DATA PROVIDED:
----------

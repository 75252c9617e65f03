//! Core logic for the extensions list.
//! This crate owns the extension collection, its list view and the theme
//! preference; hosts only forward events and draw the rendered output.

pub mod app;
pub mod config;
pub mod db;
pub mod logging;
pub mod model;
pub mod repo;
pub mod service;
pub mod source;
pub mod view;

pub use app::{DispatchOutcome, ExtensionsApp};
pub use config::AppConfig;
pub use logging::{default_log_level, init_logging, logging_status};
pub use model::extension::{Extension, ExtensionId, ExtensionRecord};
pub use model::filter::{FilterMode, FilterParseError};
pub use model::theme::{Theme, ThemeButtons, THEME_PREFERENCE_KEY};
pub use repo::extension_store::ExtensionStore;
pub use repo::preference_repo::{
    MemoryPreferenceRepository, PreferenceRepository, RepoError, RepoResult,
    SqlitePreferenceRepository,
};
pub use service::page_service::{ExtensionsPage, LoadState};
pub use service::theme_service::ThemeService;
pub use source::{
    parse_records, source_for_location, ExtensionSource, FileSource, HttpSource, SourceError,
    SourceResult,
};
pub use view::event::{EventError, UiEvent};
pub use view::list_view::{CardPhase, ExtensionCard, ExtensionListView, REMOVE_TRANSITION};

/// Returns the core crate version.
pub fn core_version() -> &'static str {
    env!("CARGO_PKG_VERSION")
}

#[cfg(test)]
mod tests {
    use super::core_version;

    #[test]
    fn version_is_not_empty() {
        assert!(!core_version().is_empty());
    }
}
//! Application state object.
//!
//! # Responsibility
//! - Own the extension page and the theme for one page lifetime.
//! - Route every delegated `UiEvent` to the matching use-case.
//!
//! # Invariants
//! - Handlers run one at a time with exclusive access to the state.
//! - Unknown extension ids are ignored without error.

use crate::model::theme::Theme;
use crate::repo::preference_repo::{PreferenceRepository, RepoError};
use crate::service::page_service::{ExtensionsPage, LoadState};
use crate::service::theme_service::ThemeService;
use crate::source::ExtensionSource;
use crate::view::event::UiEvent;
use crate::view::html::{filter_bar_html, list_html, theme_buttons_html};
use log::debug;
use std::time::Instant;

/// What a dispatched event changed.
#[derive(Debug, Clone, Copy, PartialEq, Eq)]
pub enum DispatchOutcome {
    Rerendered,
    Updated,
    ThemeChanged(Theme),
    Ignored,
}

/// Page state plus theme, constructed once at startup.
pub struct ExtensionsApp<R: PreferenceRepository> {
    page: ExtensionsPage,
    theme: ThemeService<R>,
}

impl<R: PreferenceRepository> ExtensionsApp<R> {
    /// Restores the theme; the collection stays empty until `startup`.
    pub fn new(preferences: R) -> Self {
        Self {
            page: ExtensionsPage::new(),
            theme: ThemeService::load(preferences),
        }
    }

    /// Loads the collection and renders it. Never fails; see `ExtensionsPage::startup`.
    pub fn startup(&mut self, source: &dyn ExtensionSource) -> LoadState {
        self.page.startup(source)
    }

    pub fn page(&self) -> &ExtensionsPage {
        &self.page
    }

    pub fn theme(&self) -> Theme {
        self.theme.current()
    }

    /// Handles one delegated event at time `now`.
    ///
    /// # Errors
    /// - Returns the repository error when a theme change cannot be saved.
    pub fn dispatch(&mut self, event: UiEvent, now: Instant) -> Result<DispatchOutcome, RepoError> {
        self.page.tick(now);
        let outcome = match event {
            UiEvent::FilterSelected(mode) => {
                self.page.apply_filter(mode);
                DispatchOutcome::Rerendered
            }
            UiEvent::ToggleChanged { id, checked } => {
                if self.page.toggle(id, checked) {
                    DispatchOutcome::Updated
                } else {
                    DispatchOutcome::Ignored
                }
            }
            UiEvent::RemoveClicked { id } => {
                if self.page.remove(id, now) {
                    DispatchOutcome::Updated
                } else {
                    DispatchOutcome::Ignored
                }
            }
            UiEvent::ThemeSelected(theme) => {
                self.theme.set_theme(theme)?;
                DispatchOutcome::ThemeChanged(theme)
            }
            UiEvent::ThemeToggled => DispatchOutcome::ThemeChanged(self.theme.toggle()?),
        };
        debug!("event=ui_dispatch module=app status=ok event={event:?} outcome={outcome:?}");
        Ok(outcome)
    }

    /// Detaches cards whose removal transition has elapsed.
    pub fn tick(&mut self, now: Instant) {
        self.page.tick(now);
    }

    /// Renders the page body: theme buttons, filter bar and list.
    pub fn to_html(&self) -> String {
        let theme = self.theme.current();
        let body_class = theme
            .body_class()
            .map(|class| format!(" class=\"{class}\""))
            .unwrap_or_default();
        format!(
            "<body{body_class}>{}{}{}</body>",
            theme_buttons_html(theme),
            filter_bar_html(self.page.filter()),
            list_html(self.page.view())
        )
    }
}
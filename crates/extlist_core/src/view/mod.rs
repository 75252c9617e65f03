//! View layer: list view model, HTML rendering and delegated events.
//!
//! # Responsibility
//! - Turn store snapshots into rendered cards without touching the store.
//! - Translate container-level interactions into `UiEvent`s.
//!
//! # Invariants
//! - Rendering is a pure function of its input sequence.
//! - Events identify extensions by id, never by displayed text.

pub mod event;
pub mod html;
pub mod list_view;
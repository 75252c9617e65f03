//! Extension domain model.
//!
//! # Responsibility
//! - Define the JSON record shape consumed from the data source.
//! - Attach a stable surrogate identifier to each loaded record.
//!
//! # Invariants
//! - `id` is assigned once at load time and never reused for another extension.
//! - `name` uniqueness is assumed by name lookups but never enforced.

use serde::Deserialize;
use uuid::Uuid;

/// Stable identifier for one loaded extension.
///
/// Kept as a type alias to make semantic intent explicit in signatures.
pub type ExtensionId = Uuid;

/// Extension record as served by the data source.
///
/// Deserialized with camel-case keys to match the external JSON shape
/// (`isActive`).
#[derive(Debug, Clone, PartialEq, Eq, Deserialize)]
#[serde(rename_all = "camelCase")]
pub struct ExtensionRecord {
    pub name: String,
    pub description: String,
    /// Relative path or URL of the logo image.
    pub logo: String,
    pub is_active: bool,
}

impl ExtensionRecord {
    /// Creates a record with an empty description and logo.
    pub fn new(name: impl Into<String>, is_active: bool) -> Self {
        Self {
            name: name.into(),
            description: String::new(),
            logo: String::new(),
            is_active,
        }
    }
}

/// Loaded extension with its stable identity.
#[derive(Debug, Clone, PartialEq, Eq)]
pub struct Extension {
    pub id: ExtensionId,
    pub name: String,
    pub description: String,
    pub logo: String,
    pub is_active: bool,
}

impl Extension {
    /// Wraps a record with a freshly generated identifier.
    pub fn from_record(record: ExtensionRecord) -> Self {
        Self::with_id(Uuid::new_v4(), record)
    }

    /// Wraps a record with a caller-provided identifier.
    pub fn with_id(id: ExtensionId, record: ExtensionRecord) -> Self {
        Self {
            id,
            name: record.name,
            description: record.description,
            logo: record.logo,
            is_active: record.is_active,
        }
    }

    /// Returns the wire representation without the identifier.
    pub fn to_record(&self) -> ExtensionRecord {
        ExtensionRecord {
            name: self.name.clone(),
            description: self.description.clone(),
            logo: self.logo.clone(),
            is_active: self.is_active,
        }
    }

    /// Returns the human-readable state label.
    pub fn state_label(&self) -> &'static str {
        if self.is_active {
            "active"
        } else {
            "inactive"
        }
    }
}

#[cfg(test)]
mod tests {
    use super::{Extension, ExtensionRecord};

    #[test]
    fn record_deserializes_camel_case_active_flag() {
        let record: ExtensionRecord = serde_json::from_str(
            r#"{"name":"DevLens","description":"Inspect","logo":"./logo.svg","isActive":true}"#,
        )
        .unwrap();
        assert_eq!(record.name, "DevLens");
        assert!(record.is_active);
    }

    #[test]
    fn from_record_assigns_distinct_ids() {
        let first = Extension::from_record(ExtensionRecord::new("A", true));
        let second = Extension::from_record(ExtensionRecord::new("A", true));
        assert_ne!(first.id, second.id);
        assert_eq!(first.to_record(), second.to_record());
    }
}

----------

DESCRIPTION OF THE TASK:
Taking the lines above one at a time, give the number of them that contain the string "cards". Add nothing else.

WRITTEN REPLY:
2